Mindfulness and Beyond
July 20, 2015

Image by Sebastian Wiertz via Flickr

The scientific study of meditation has taught us a great deal about the mind, brain and well-being, but there’s still much to learn. Researchers know the inputs and are beginning to comprehend the outputs, but the mechanisms — what’s going on at a neuroscientific level in the moment — to improve well-being and relieve suffering are just beginning to be understood.

Cortland Dahl, Antoine Lutz and Richard Davidson at the Center for Healthy Minds at the Waisman Center, University of Wisconsin-Madison are hoping to add to this understanding by opening new frontiers of research in the study of meditation that encourage clinicians, psychologists and scientists to consider an abundance of other contemplative practices for exploration.

In a recent paper in the journal Trends in Cognitive Neuroscience, the trio proposes a new framework to more fully orient the growing scientific and popular interest in meditation. Their framework sheds light on the different forms of mindfulness and compassion techniques used in secular contexts today and also introduces new families of meditation that have yet to be subjected to scientific inquiry.

Previous work at the Center and from other labs demonstrates that meditation produces measurable changes in the brain that reflect the brain’s inherent neuroplasticity, the idea that experience and training can alter the structure and function of the brain.

“Mindfulness and compassion meditations are two of literally thousands of types of meditations,” says Dahl, a graduate student at the Center and long-time meditator. “What we know about well-being is that there’s no one-size-fits-all approach, and we need a diversity of approaches, many of which we haven’t explored yet.”

For example, Dahl says studying mindfulness has provided a unique window into the training of attention and its impact on emotion regulation, learning, memory and various forms of psychopathology, but adds that studying other forms of meditation may yield similar insights into the nature of mental well-being and physical health.

“Mindfulness and compassion meditations are two of literally thousands of types of meditations. What we know about well-being is that there’s no one-size-fits-all approach, and we need a diversity of approaches, many of which we haven’t explored yet.”

Cortland Dahl

Dahl likens the new approach to surgeons using a scalpel rather than a hammer to perform a medical procedure. The more specific researchers can be with meditation practices, the better chance they can understand what mechanisms are at play in the mind, brain and body. He says there’s a danger in lumping everything together and assuming diverse meditation practices all work in the same way and have the same outcomes.

The team proposes grouping meditation practices in three families – attentional, constructive and deconstructive, each with different cognitive mechanisms and the ability to target different networks in the brain. To date, most studies on meditation have focused on mindfulness, a grouping of practices found in the attentional family.

But the team invites the field to take the research a step further and examine other styles of meditation.

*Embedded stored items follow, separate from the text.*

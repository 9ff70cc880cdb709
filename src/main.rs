mod auth;
mod cli;
mod config;
mod error;
mod output;
mod providers;
mod report;
mod server;

use anyhow::Result;
use clap::Parser;
use cli::Cli;
use log::info;

#[tokio::main]
async fn main() -> Result<()> {
    env_logger::init();

    output::print_banner();

    let cli = Cli::parse();
    info!("Starting cisummary");
    cli.execute().await?;

    Ok(())
}
use log::debug;
use serde::de::DeserializeOwned;
use serde::{Deserialize, Serialize};

use super::core::{CircleCiClient, Fetched};
use crate::error::Result;
use crate::providers::circleci::cache::CacheKey;
use crate::providers::circleci::types::{Job, Page, Pipeline, Workflow};

/// Body of `POST workflow/{id}/rerun`.
#[derive(Debug, Clone, Default, Serialize)]
pub struct RerunRequest {
    pub jobs: Vec<String>,
    pub from_failed: bool,
}

#[derive(Debug, Clone, Deserialize)]
pub struct RerunResponse {
    #[serde(default)]
    pub workflow_id: Option<String>,
}

fn workflow_is_terminal(workflow: &Workflow) -> bool {
    workflow.status.is_terminal()
}

fn jobs_are_terminal(page: &Page<Job>) -> bool {
    page.items.iter().all(|job| job.status.is_terminal())
}

impl CircleCiClient {
    /// One page of a project's pipelines, optionally restricted to a branch.
    /// Never cached: the pipeline set of a branch keeps growing.
    pub async fn project_pipelines(
        &self,
        project_slug: &str,
        branch: Option<&str>,
        page_token: Option<&str>,
    ) -> Result<Page<Pipeline>> {
        let mut query = Vec::new();
        if let Some(branch) = branch {
            query.push(("branch", branch));
        }
        if let Some(token) = page_token {
            query.push(("page-token", token));
        }
        self.get(&format!("project/{project_slug}/pipeline"), &query)
            .await
    }

    /// One page of all pipelines of an organization.
    pub async fn org_pipelines(
        &self,
        org_slug: &str,
        page_token: Option<&str>,
    ) -> Result<Page<Pipeline>> {
        let mut query = vec![("org-slug", org_slug), ("mine", "false")];
        if let Some(token) = page_token {
            query.push(("page-token", token));
        }
        self.get("pipeline", &query).await
    }

    /// Every workflow of a pipeline, following pagination.
    pub async fn pipeline_workflows(&self, pipeline_id: &str) -> Result<Vec<Workflow>> {
        self.all_pages(&format!("pipeline/{pipeline_id}/workflow"))
            .await
    }

    /// A single workflow; cached once its status is terminal.
    pub async fn workflow(&self, workflow_id: &str) -> Result<Fetched<Workflow>> {
        let path = format!("workflow/{workflow_id}");
        self.cached(CacheKey::workflow(workflow_id), workflow_is_terminal, || async move {
            self.get(&path, &[]).await
        })
        .await
    }

    /// Every job of a workflow, following pagination; cached once every job
    /// has reached a terminal status.
    pub async fn workflow_jobs(&self, workflow_id: &str) -> Result<Fetched<Vec<Job>>> {
        let fetched = self
            .cached(
                CacheKey::workflow_jobs(workflow_id),
                jobs_are_terminal,
                || async {
                    let items = self
                        .all_pages(&format!("workflow/{workflow_id}/job"))
                        .await?;
                    Ok(Page {
                        items,
                        next_page_token: None,
                    })
                },
            )
            .await?;

        Ok(Fetched {
            value: fetched.value.items,
            cached: fetched.cached,
        })
    }

    /// Triggers a re-run of a workflow.
    pub async fn rerun_workflow(
        &self,
        workflow_id: &str,
        request: &RerunRequest,
    ) -> Result<RerunResponse> {
        self.post(&format!("workflow/{workflow_id}/rerun"), request)
            .await
    }

    async fn all_pages<T: DeserializeOwned>(&self, path: &str) -> Result<Vec<T>> {
        let mut items = Vec::new();
        let mut cursor: Option<String> = None;

        loop {
            let query: Vec<(&str, &str)> = cursor
                .as_deref()
                .map(|token| vec![("page-token", token)])
                .unwrap_or_default();
            let page: Page<T> = self.get(path, &query).await?;
            items.extend(page.items);

            match page.next_page_token {
                Some(token) => {
                    debug!("Following next page of {path}");
                    cursor = Some(token);
                }
                None => break,
            }
        }

        Ok(items)
    }
}

#[cfg(test)]
mod tests {
    use std::sync::Arc;

    use mockito::Matcher;
    use serde_json::json;

    use super::*;
    use crate::auth::Token;
    use crate::providers::circleci::cache::memory::MemoryCache;
    use crate::providers::circleci::cache::{CacheStore, FileCache};
    use crate::providers::circleci::types::Status;

    fn client_with_cache(base_url: &str, cache: Arc<dyn CacheStore>) -> CircleCiClient {
        CircleCiClient::new(base_url, Some(Token::from("test-token")), Some(cache)).unwrap()
    }

    fn workflow_body(id: &str, status: &str) -> String {
        json!({
            "id": id,
            "name": "build",
            "status": status,
            "created_at": "2024-05-01T10:00:00Z",
            "stopped_at": "2024-05-01T10:20:00Z"
        })
        .to_string()
    }

    #[tokio::test]
    async fn test_terminal_workflow_is_served_from_cache_on_second_run() {
        let mut server = mockito::Server::new_async().await;
        let mock = server
            .mock("GET", "/api/v2/workflow/w1")
            .with_status(200)
            .with_body(workflow_body("w1", "success"))
            .expect(1)
            .create_async()
            .await;

        let temp_dir = tempfile::TempDir::new().unwrap();

        // First run populates the on-disk cache
        let first = client_with_cache(
            &server.url(),
            Arc::new(FileCache::new(temp_dir.path()).unwrap()),
        );
        let fetched = first.workflow("w1").await.unwrap();
        assert!(!fetched.cached);
        let written = std::fs::read(temp_dir.path().join("workflow-w1.json")).unwrap();

        // Second run, new client, same directory: no network call
        let second = client_with_cache(
            &server.url(),
            Arc::new(FileCache::new(temp_dir.path()).unwrap()),
        );
        let fetched = second.workflow("w1").await.unwrap();
        assert!(fetched.cached);
        assert_eq!(fetched.value.status, Status::Success);
        assert_eq!(second.request_counts().uncached_requests, 0);
        assert_eq!(second.request_counts().total_requests, 1);

        let reread = std::fs::read(temp_dir.path().join("workflow-w1.json")).unwrap();
        assert_eq!(written, reread);
        mock.assert_async().await;
    }

    #[tokio::test]
    async fn test_running_workflow_is_always_refetched() {
        let mut server = mockito::Server::new_async().await;
        let mock = server
            .mock("GET", "/api/v2/workflow/w2")
            .with_status(200)
            .with_body(workflow_body("w2", "running"))
            .expect(2)
            .create_async()
            .await;

        let cache = Arc::new(MemoryCache::default());
        let client = client_with_cache(&server.url(), cache.clone());

        assert!(!client.workflow("w2").await.unwrap().cached);
        assert!(!client.workflow("w2").await.unwrap().cached);
        assert_eq!(cache.len(), 0);
        mock.assert_async().await;
    }

    #[tokio::test]
    async fn test_stale_running_entry_is_never_written() {
        let mut server = mockito::Server::new_async().await;
        server
            .mock("GET", "/api/v2/workflow/w3")
            .with_status(200)
            .with_body(workflow_body("w3", "on_hold"))
            .create_async()
            .await;

        let cache = Arc::new(MemoryCache::default());
        let client = client_with_cache(&server.url(), cache.clone());
        client.workflow("w3").await.unwrap();

        assert!(cache.payload(&CacheKey::workflow("w3")).is_none());
    }

    #[tokio::test]
    async fn test_workflow_jobs_follow_pages_and_cache_when_all_terminal() {
        let mut server = mockito::Server::new_async().await;
        let first = server
            .mock("GET", "/api/v2/workflow/w1/job")
            .match_query(Matcher::Any)
            .with_status(200)
            .with_body(
                json!({
                    "items": [{"id": "j1", "name": "lint", "status": "success", "dependencies": []}],
                    "next_page_token": "page2"
                })
                .to_string(),
            )
            .expect(1)
            .create_async()
            .await;
        let second = server
            .mock("GET", "/api/v2/workflow/w1/job")
            .match_query(Matcher::UrlEncoded("page-token".into(), "page2".into()))
            .with_status(200)
            .with_body(
                json!({
                    "items": [{"id": "j2", "name": "test", "status": "failed", "dependencies": ["j1"]}],
                    "next_page_token": null
                })
                .to_string(),
            )
            .expect(1)
            .create_async()
            .await;

        let cache = Arc::new(MemoryCache::default());
        let client = client_with_cache(&server.url(), cache.clone());

        let jobs = client.workflow_jobs("w1").await.unwrap();
        assert_eq!(jobs.value.len(), 2);
        assert_eq!(jobs.value[1].dependencies, vec!["j1".to_string()]);

        let again = client.workflow_jobs("w1").await.unwrap();
        assert!(again.cached);
        assert_eq!(again.value, jobs.value);
        assert!(cache.payload(&CacheKey::workflow_jobs("w1")).is_some());

        first.assert_async().await;
        second.assert_async().await;
    }

    #[tokio::test]
    async fn test_workflow_jobs_with_pending_job_not_cached() {
        let mut server = mockito::Server::new_async().await;
        server
            .mock("GET", "/api/v2/workflow/w9/job")
            .with_status(200)
            .with_body(
                json!({
                    "items": [
                        {"id": "j1", "name": "lint", "status": "success"},
                        {"id": "j2", "name": "deploy", "status": "blocked"}
                    ],
                    "next_page_token": null
                })
                .to_string(),
            )
            .create_async()
            .await;

        let cache = Arc::new(MemoryCache::default());
        let client = client_with_cache(&server.url(), cache.clone());
        client.workflow_jobs("w9").await.unwrap();

        assert_eq!(cache.len(), 0);
    }

    #[tokio::test]
    async fn test_project_pipelines_passes_branch_and_cursor() {
        let mut server = mockito::Server::new_async().await;
        let mock = server
            .mock("GET", "/api/v2/project/gh/acme/app/pipeline")
            .match_query(Matcher::AllOf(vec![
                Matcher::UrlEncoded("branch".into(), "main".into()),
                Matcher::UrlEncoded("page-token".into(), "abc".into()),
            ]))
            .with_status(200)
            .with_body(r#"{"items": [], "next_page_token": null}"#)
            .expect(1)
            .create_async()
            .await;

        let client = CircleCiClient::new(&server.url(), Some(Token::from("t")), None).unwrap();
        let page = client
            .project_pipelines("gh/acme/app", Some("main"), Some("abc"))
            .await
            .unwrap();

        assert!(page.items.is_empty());
        mock.assert_async().await;
    }

    #[tokio::test]
    async fn test_rerun_posts_job_list() {
        let mut server = mockito::Server::new_async().await;
        let mock = server
            .mock("POST", "/api/v2/workflow/w1/rerun")
            .match_body(Matcher::Json(json!({"jobs": ["j1"], "from_failed": false})))
            .with_status(202)
            .with_body(r#"{"workflow_id": "w1-rerun"}"#)
            .expect(1)
            .create_async()
            .await;

        let client = CircleCiClient::new(&server.url(), Some(Token::from("t")), None).unwrap();
        let response = client
            .rerun_workflow(
                "w1",
                &RerunRequest {
                    jobs: vec!["j1".to_string()],
                    from_failed: false,
                },
            )
            .await
            .unwrap();

        assert_eq!(response.workflow_id.as_deref(), Some("w1-rerun"));
        mock.assert_async().await;
    }
}
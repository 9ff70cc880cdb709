use std::fs;
use std::path::{Path, PathBuf};

use log::{debug, info};

use super::aggregate::CiData;
use crate::error::{CISummaryError, Result};

/// Single-file snapshot of the aggregated crawl.
///
/// Written after every full crawl; a cached run reads it back instead of
/// crawling at all.
pub struct Snapshot {
    path: PathBuf,
}

impl Snapshot {
    pub fn new(path: impl Into<PathBuf>) -> Self {
        Self { path: path.into() }
    }

    /// Snapshot location for a project slug and report view under `cache_dir`,
    /// e.g. `snapshots/gh-acme-app-main.json`.
    pub fn for_project(cache_dir: &Path, slug: &str, view: &str) -> Self {
        let file_name = format!("{}-{view}.json", slug.replace('/', "-"));
        Self::new(cache_dir.join("snapshots").join(file_name))
    }

    pub fn path(&self) -> &Path {
        &self.path
    }

    pub fn save(&self, data: &CiData) -> Result<()> {
        if let Some(parent) = self.path.parent() {
            fs::create_dir_all(parent)?;
        }
        let content = serde_json::to_string_pretty(data)?;
        fs::write(&self.path, content)?;
        debug!(
            "Saved snapshot of {} pipelines to {}",
            data.pipelines.len(),
            self.path.display()
        );
        Ok(())
    }

    /// # Errors
    ///
    /// Returns a cache error when no snapshot has been written yet.
    pub fn load(&self) -> Result<CiData> {
        if !self.path.exists() {
            return Err(CISummaryError::Cache(format!(
                "No snapshot at {}; run once without --cached first",
                self.path.display()
            )));
        }
        let content = fs::read_to_string(&self.path)?;
        let data: CiData = serde_json::from_str(&content)?;
        info!(
            "Loaded snapshot of {} pipelines from {}",
            data.pipelines.len(),
            self.path.display()
        );
        Ok(data)
    }
}
mod backoff;
mod core;
mod endpoints;

pub use self::core::{CircleCiClient, RequestCounts, DEFAULT_BASE_URL};
pub use endpoints::RerunRequest;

“Research on meditation clearly shows that we can change the brain by transforming the mind, and there’s a wealth of practices that may have success as interventions that we don’t know about yet” says Davidson, founder of the Center and professor of psychology and psychiatry.

Some of these practices lesser-known to science are thought to aid in the cultivation of well-being by strengthening healthy qualities of mind such as resilience and kindness. Others do so by uncovering beliefs and attitudes that hinder well-being, which can be unveiled by probing a person’s underlying construction of the self and examining the nature of these beliefs and the way in which they shape a person’s subjective experience.

Though many styles of meditation are found in Buddhism, Dahl and colleagues also point out that similar practices are found in many other traditional and contemporary contexts globally.

“We know there are many psychological processes that are central to well-being, and that these processes shape how we think of ourselves and experience the world,” Dahl says. “We think it may be possible to target some of these processes with different forms of meditation. If so, then it might be possible to better understand the nature of well-being and how it can be cultivated by training the heart and the mind.”